• _Problem to work on_:
Pull every line holding the word "guard" out of the data and copy it.

####

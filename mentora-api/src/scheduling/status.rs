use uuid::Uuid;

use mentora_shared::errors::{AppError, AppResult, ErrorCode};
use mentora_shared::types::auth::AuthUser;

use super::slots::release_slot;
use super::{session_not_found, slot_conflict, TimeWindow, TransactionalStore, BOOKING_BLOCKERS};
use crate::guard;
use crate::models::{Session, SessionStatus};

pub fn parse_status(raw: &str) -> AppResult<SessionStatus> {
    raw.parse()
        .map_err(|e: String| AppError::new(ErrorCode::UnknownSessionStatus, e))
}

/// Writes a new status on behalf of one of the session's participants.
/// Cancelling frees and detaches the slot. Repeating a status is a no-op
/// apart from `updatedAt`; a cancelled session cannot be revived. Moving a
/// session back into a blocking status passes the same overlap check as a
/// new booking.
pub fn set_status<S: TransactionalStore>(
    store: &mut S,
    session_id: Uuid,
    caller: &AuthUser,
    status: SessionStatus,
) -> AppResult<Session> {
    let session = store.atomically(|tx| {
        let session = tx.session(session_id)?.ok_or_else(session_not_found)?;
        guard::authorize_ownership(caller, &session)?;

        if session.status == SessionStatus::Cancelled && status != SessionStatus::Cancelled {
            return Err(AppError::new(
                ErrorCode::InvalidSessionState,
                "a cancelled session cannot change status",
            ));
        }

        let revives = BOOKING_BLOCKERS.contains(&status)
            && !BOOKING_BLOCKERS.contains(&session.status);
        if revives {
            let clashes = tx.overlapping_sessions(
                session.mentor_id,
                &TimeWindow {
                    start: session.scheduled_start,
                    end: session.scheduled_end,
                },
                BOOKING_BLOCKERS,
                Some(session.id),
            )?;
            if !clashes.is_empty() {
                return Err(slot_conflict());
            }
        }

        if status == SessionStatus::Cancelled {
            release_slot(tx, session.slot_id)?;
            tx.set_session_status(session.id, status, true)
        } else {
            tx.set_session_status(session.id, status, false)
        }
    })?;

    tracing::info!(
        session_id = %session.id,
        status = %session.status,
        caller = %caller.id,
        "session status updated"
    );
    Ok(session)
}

####

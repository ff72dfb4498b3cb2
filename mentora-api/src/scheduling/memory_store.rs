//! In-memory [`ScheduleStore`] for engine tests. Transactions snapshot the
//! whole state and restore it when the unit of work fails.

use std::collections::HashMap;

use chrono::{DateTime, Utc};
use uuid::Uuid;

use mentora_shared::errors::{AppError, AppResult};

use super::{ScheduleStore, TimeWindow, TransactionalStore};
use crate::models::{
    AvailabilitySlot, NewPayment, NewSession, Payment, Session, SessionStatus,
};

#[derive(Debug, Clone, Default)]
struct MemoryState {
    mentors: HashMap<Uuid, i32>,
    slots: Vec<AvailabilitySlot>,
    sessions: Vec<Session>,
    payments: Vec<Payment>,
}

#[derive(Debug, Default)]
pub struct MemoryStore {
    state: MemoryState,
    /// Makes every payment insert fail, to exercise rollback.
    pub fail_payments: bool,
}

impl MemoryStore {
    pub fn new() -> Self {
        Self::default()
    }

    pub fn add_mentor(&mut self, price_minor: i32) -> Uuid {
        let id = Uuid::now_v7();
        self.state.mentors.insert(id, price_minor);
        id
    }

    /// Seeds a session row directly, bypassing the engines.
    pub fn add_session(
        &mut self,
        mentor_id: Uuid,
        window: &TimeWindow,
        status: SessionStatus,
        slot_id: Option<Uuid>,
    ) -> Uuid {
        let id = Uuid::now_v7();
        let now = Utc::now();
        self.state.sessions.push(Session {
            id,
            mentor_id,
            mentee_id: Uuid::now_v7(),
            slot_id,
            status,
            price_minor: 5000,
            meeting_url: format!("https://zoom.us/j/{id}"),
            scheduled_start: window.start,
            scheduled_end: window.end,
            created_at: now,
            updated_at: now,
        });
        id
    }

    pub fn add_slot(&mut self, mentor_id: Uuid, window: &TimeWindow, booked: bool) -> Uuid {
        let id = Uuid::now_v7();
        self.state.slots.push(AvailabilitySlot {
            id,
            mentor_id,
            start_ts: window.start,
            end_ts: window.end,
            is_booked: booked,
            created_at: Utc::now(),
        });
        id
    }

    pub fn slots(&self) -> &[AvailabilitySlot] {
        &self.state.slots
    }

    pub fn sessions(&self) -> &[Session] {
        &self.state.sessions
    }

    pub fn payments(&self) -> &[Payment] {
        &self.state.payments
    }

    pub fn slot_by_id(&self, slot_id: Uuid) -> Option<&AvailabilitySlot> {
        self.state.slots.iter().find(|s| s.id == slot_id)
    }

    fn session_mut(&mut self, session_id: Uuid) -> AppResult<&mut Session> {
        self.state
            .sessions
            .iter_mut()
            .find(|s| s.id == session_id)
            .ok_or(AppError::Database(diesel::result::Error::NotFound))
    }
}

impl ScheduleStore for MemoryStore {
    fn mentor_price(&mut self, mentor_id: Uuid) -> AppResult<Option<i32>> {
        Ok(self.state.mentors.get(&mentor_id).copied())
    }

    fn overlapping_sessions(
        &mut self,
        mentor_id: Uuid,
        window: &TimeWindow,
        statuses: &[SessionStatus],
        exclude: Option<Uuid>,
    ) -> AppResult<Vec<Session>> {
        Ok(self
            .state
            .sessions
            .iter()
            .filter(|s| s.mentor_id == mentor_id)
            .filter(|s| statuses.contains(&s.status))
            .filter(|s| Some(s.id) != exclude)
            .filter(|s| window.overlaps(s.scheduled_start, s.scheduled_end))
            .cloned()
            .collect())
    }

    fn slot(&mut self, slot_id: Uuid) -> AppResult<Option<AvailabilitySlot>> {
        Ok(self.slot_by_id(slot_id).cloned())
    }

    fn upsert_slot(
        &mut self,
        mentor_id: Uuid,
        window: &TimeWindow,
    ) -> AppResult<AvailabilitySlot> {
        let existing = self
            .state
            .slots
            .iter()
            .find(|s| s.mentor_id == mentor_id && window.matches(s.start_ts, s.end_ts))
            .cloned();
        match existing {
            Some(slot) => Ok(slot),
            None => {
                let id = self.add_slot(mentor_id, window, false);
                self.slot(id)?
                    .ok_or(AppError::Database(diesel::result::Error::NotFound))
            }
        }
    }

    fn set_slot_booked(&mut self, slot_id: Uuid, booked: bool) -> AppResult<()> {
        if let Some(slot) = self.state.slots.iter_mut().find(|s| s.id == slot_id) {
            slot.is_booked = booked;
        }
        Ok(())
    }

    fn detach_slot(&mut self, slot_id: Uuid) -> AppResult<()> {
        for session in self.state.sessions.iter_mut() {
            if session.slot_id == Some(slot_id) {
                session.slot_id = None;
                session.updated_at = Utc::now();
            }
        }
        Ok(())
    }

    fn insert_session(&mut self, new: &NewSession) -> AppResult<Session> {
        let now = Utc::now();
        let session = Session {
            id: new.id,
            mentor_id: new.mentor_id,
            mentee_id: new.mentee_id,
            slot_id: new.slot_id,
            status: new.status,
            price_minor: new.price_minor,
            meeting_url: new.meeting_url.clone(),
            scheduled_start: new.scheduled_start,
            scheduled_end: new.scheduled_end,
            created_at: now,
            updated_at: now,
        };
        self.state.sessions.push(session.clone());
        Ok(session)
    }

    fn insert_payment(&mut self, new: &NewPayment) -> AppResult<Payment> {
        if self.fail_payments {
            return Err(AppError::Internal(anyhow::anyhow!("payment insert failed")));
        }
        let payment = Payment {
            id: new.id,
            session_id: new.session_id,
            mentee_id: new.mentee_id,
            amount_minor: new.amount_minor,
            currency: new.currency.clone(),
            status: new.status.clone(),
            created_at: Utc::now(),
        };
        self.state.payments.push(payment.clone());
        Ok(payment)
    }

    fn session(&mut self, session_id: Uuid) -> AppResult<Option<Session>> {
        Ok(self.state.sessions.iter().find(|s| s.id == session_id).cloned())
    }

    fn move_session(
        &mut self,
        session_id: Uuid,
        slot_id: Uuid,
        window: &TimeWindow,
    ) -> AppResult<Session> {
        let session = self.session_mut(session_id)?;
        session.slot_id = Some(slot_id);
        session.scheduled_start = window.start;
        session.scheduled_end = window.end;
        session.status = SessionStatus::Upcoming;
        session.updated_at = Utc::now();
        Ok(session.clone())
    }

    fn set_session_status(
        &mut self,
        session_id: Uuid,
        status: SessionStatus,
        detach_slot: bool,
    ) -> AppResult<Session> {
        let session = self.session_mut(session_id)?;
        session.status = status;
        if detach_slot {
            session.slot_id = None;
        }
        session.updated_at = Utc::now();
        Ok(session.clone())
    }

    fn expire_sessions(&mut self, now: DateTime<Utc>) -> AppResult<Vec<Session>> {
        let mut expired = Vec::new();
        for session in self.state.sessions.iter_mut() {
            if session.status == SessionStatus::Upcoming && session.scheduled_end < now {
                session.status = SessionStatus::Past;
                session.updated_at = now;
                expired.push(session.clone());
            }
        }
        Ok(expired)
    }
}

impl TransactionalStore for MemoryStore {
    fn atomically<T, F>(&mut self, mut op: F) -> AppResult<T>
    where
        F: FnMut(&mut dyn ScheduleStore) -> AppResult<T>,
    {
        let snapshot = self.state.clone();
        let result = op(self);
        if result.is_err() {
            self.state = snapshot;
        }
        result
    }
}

####

• _Final answer_:
use crate::guard;
        guard::authorize_ownership(caller, &session)?;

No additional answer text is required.